ASX told to look at offshore markets for blockchain lessons

The executive, who asked not to be named, said Hong Kong uses Digital Asset’s technology to solve a defined problem relating to north bound trading on Stock Connect in Hong Kong, which provides access to stocks listed on Chinese exchanges in Shenzhen and Shanghai.

The technology helps to accelerate trade settlement confirmation for investors in Europe and the United States, given different time zones. The Digital Asset software, and its smart contract development framework known as DAML, speeds up global institutions using links to institutional trade processing services developed by DTCC, the US clearing house.

The so-called HKEx Synapse project has also faced delays related to mainland China’s “delivery versus payment” rules, but is expected to be up and running next year.

Legacy infrastructure

“The HKEx have taken a different approach with Synapse, and just tried to take a part of the market, which relates to Stock Connect,” the custody executive said.

“Their problem was different. Obviously, the ASX was legacy infrastructure and its legacy platform.”

Germany has decided to use the Digital Asset technology in a new market for digital assets, known as D7, which involves issuing an electronic security after the German government made legal changes allowing electronic issuance in mid-2021. The initial version does not use blockchain, but Germany plans to adopt this in a third phase of the rollout.

The custody executive said ASX’s problems did not relate to the underlying technology itself but its approach to implementation. ASX was embarrassed last week after an independent report by Accenture identified multiple problems with the project, including uncertain timelines, excessive complexity and poor management.

“When you’re looking to replace a whole market infrastructure, it’s obviously complex,” the executive said.

“When you’ve got registries, brokers, clearers, custodians, there are lots of different participants. When you are offshore and you look at Australia, CHESS as it stands today is proprietary, and there are so many different parties, which makes it very complicated in how the technology was designed to operate.”

Gilbert Verdian, founder and chief executive at Quant, a London-based supplier of blockchain technology to the financial services industry, said ASX needed to rethink how it designs the CHESS replacement in light of Accenture’s critique.

“For similar projects, we suggest a different tack. Instead of a big bang, or a like-for-like replacement of the entire infrastructure, they need to complement the existing platform with digital asset capabilities,” Mr Verdian said.

“By integrating an overlay, you can avoid disrupting current capital market flows and trade digital assets alongside traditional asset classes.
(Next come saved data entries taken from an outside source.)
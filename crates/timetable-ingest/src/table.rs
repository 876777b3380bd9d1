//! Raw cell grids from uploaded files.
//!
//! Two readers produce the same `Vec<Vec<String>>` shape: a workbook reader
//! (first sheet, any format calamine understands) and an HTML reader (first
//! `<table>` in the document). [`RawTable`] then splits off the header row.

use std::{
  borrow::Cow,
  io::Cursor,
  sync::LazyLock,
};

use calamine::{Data, Reader, open_workbook_auto_from_rs};
use encoding_rs::{EUC_KR, Encoding, UTF_8};
use regex::bytes::Regex;
use scraper::{ElementRef, Html, Node, Selector};
use timetable_core::normalize::normalize;
use tracing::{debug, warn};

use crate::{Error, Result};

// ─── Workbook ────────────────────────────────────────────────────────────────

/// Read the first sheet of an xlsx/xls/ods workbook.
///
/// Rows above the used range are kept as empty rows so that row indices
/// match the sheet.
pub fn read_workbook(bytes: &[u8]) -> Result<Vec<Vec<String>>> {
  let mut workbook = open_workbook_auto_from_rs(Cursor::new(bytes.to_vec()))?;
  let sheet = workbook
    .sheet_names()
    .first()
    .cloned()
    .ok_or(Error::NoSheet)?;
  let range = workbook.worksheet_range(&sheet)?;

  let (first_row, first_col) = range.start().unwrap_or((0, 0));
  let mut grid: Vec<Vec<String>> = vec![Vec::new(); first_row as usize];
  for row in range.rows() {
    let mut cells = vec![String::new(); first_col as usize];
    cells.extend(row.iter().map(cell_to_string));
    grid.push(cells);
  }
  Ok(grid)
}

fn cell_to_string(cell: &Data) -> String {
  match cell {
    Data::Empty => String::new(),
    Data::DateTime(dt) => dt
      .as_datetime()
      .map(|d| d.format("%Y-%m-%d %H:%M:%S").to_string())
      .unwrap_or_default(),
    other => other.to_string(),
  }
}

// ─── HTML ────────────────────────────────────────────────────────────────────

static META_CHARSET: LazyLock<Regex> = LazyLock::new(|| {
  Regex::new(r#"(?i)<meta[^>]*charset\s*=\s*["']?([A-Za-z0-9_:.\-]+)"#)
    .expect("static regex")
});

/// Decode an HTML export. A byte-order mark wins, then valid UTF-8, then the
/// document's `<meta charset>`, then EUC-KR (cp949).
pub fn decode_html(bytes: &[u8]) -> Cow<'_, str> {
  if let Some((encoding, bom_len)) = Encoding::for_bom(bytes) {
    return encoding.decode_without_bom_handling(&bytes[bom_len..]).0;
  }
  if let Ok(text) = std::str::from_utf8(bytes) {
    return Cow::Borrowed(text);
  }

  let declared = META_CHARSET
    .captures(&bytes[..bytes.len().min(4096)])
    .and_then(|c| Encoding::for_label(&c[1]))
    .filter(|e| *e != UTF_8);
  let encoding = declared.unwrap_or(EUC_KR);
  let (text, had_errors) = encoding.decode_without_bom_handling(bytes);
  if had_errors {
    warn!(encoding = encoding.name(), "undecodable bytes in HTML export");
  } else {
    debug!(encoding = encoding.name(), "HTML export decoded");
  }
  text
}

/// Read the first `<table>` of an HTML document. `<br>` inside a cell
/// becomes a line break; other whitespace runs collapse to one space. A cell
/// with `colspan=N` is repeated N times. Rows of tables nested inside it are
/// not part of it.
pub fn read_html(bytes: &[u8]) -> Result<Vec<Vec<String>>> {
  let text = decode_html(bytes);
  let document = Html::parse_document(&text);

  let table_sel = Selector::parse("table").expect("static selector");
  let table = document.select(&table_sel).next().ok_or(Error::NoTable)?;
  let grid = own_rows(table)
    .map(|tr| {
      let mut cells = Vec::new();
      for cell in child_elements(tr).filter(|c| matches!(c.value().name(), "th" | "td")) {
        let text = cell_text(cell);
        let span = cell
          .value()
          .attr("colspan")
          .and_then(|s| s.trim().parse::<usize>().ok())
          .filter(|&n| n > 1)
          .unwrap_or(1);
        cells.extend(std::iter::repeat_n(text, span));
      }
      cells
    })
    .collect();
  Ok(grid)
}

fn child_elements<'a>(el: ElementRef<'a>) -> impl Iterator<Item = ElementRef<'a>> {
  el.children().filter_map(ElementRef::wrap)
}

/// `<tr>` children of `table` and of its `thead`/`tbody`/`tfoot` sections.
fn own_rows<'a>(table: ElementRef<'a>) -> impl Iterator<Item = ElementRef<'a>> {
  child_elements(table).flat_map(|child| {
    let rows: Vec<ElementRef<'a>> = match child.value().name() {
      "tr" => vec![child],
      "thead" | "tbody" | "tfoot" => child_elements(child)
        .filter(|r| r.value().name() == "tr")
        .collect(),
      _ => Vec::new(),
    };
    rows
  })
}

fn cell_text(cell: ElementRef<'_>) -> String {
  let mut out = String::new();
  for node in cell.descendants() {
    match node.value() {
      Node::Text(t) => {
        for c in t.text.chars() {
          if c.is_whitespace() {
            if !out.is_empty() && !out.ends_with([' ', '\n']) {
              out.push(' ');
            }
          } else {
            out.push(c);
          }
        }
      }
      Node::Element(e) if e.name() == "br" => {
        while out.ends_with(' ') {
          out.pop();
        }
        out.push('\n');
      }
      _ => {}
    }
  }
  out.lines().map(str::trim).collect::<Vec<_>>().join("\n")
}

// ─── RawTable ────────────────────────────────────────────────────────────────

/// A header row and the data rows below it.
#[derive(Debug, Clone, Default, PartialEq, Eq)]
pub struct RawTable {
  pub headers: Vec<String>,
  pub rows:    Vec<Vec<String>>,
}

impl RawTable {
  /// Use `grid[header_row]` as the header; rows above it are discarded.
  pub fn from_grid(mut grid: Vec<Vec<String>>, header_row: usize) -> Result<Self> {
    if grid.len() <= header_row {
      return Err(Error::MissingHeader(header_row));
    }
    let rows = grid.split_off(header_row + 1);
    let headers = grid
      .swap_remove(header_row)
      .iter()
      .map(|h| normalize(h))
      .collect();
    Ok(Self { headers, rows })
  }

  /// Index of the first header matching any alias (ASCII case-insensitive).
  pub fn column(&self, aliases: &[&str]) -> Option<usize> {
    aliases.iter().find_map(|alias| {
      self
        .headers
        .iter()
        .position(|h| h == alias || h.eq_ignore_ascii_case(alias))
    })
  }

  /// Resolve every `(name, aliases)` pair, or report all missing names.
  pub fn require<const N: usize>(
    &self,
    columns: [(&'static str, &[&str]); N],
  ) -> Result<[usize; N]> {
    let mut missing = Vec::new();
    let mut found = [0usize; N];
    for (slot, (name, aliases)) in found.iter_mut().zip(columns) {
      match self.column(aliases) {
        Some(i) => *slot = i,
        None => missing.push(name),
      }
    }
    if missing.is_empty() {
      Ok(found)
    } else {
      Err(Error::MissingColumns(missing))
    }
  }
}

/// Cell `col` of `row`, or `""` for short rows.
pub fn cell(row: &[String], col: usize) -> &str {
  row.get(col).map(String::as_str).unwrap_or("")
}

#[cfg(test)]
mod tests {
  use super::*;

  fn grid(rows: &[&[&str]]) -> Vec<Vec<String>> {
    rows
      .iter()
      .map(|r| r.iter().map(|c| (*c).to_owned()).collect())
      .collect()
  }

  #[test]
  fn header_offset_discards_first_row() {
    let t = RawTable::from_grid(
      grid(&[&["강좌 목록"], &["No", " 강사 "], &["1", "김"], &["2", "이"]]),
      1,
    )
    .unwrap();
    assert_eq!(t.headers, vec!["No", "강사"]);
    assert_eq!(t.rows.len(), 2);
    assert_eq!(t.column(&["강사"]), Some(1));
    assert_eq!(t.column(&["no"]), Some(0));
  }

  #[test]
  fn too_short_grid_has_no_header() {
    let r = RawTable::from_grid(grid(&[&["title"]]), 1);
    assert!(matches!(r, Err(Error::MissingHeader(1))));
  }

  #[test]
  fn require_reports_every_missing_column() {
    let t = RawTable::from_grid(grid(&[&["a", "b"]]), 0).unwrap();
    let err = t
      .require([("a", &["a"][..]), ("c", &["c"][..]), ("d", &["d", "dd"][..])])
      .unwrap_err();
    assert!(matches!(err, Error::MissingColumns(ref m) if m == &["c", "d"]));
    assert_eq!(err.to_string(), "missing required column(s): c, d");
  }

  #[test]
  fn html_first_table_with_breaks_and_colspan() {
    let html = br#"<html><body>
      <table>
        <tr><th colspan="2">title</th></tr>
        <tr><td>No</td><td>schedule</td></tr>
        <tr><td>1</td><td>Mon 09:00<br/>Wed   15:00</td></tr>
      </table>
      <table><tr><td>ignored</td></tr></table>
    </body></html>"#;
    let g = read_html(html).unwrap();
    assert_eq!(g.len(), 3);
    assert_eq!(g[0], vec!["title", "title"]);
    assert_eq!(g[2][1], "Mon 09:00\nWed 15:00");
  }

  #[test]
  fn nested_table_rows_stay_out() {
    let html = br#"<table><tbody>
        <tr><td>No</td><td>note</td></tr>
        <tr><td>1</td><td><table><tr><td>inner</td></tr></table></td></tr>
      </tbody></table>"#;
    let g = read_html(html).unwrap();
    assert_eq!(g.len(), 2);
    assert_eq!(g[1], vec!["1", "inner"]);
  }

  #[test]
  fn cp949_export_decodes() {
    let html = "<html><head><meta http-equiv=\"Content-Type\" \
                content=\"text/html; charset=euc-kr\"></head><body><table>\
                <tr><td>강사</td><td>수업시간</td></tr>\
                <tr><td>김철수</td><td>월 10:00</td></tr></table></body></html>";
    let (bytes, _, unmappable) = EUC_KR.encode(html);
    assert!(!unmappable);
    assert!(std::str::from_utf8(&bytes).is_err());

    let g = read_html(&bytes).unwrap();
    assert_eq!(g[0], vec!["강사", "수업시간"]);
    assert_eq!(g[1], vec!["김철수", "월 10:00"]);
  }

  #[test]
  fn undeclared_legacy_bytes_fall_back_to_cp949() {
    let (bytes, ..) = EUC_KR.encode("<table><tr><td>과목</td></tr></table>");
    assert_eq!(read_html(&bytes).unwrap(), vec![vec!["과목".to_owned()]]);
    assert_eq!(decode_html("학원".as_bytes()), "학원");
  }

  #[test]
  fn html_without_table_fails() {
    assert!(matches!(read_html(b"<p>nothing</p>"), Err(Error::NoTable)));
  }

  #[test]
  fn garbage_is_not_a_workbook() {
    assert!(read_workbook(b"definitely not a zip").is_err());
  }

  #[test]
  fn short_rows_read_as_empty() {
    let row = vec!["x".to_owned()];
    assert_eq!(cell(&row, 0), "x");
    assert_eq!(cell(&row, 3), "");
  }
}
Eventually, you can migrate to the new technology once critical mass is achieved.

“We’d also recommend using established distributed ledger technologies rather than building blockchains from scratch.”

Mr Verdian, who has also worked for the UK Treasury, EY and HSBC, said capital markets worldwide were undergoing foundational transformation, and it was right for ASX to explore blockchain because it allowed assets to be “tokenised”. This can reduce costs by offering faster trading and, ultimately, cheaper clearing and settlement.

But rather than forcing its design onto the market, he urged ASX to work collaboratively in a pilot “sandbox” environment, to allow participants and counterparties to speed up implementation. Markets in Europe, including the UK, have recently established development sandboxes as they consider new infrastructure.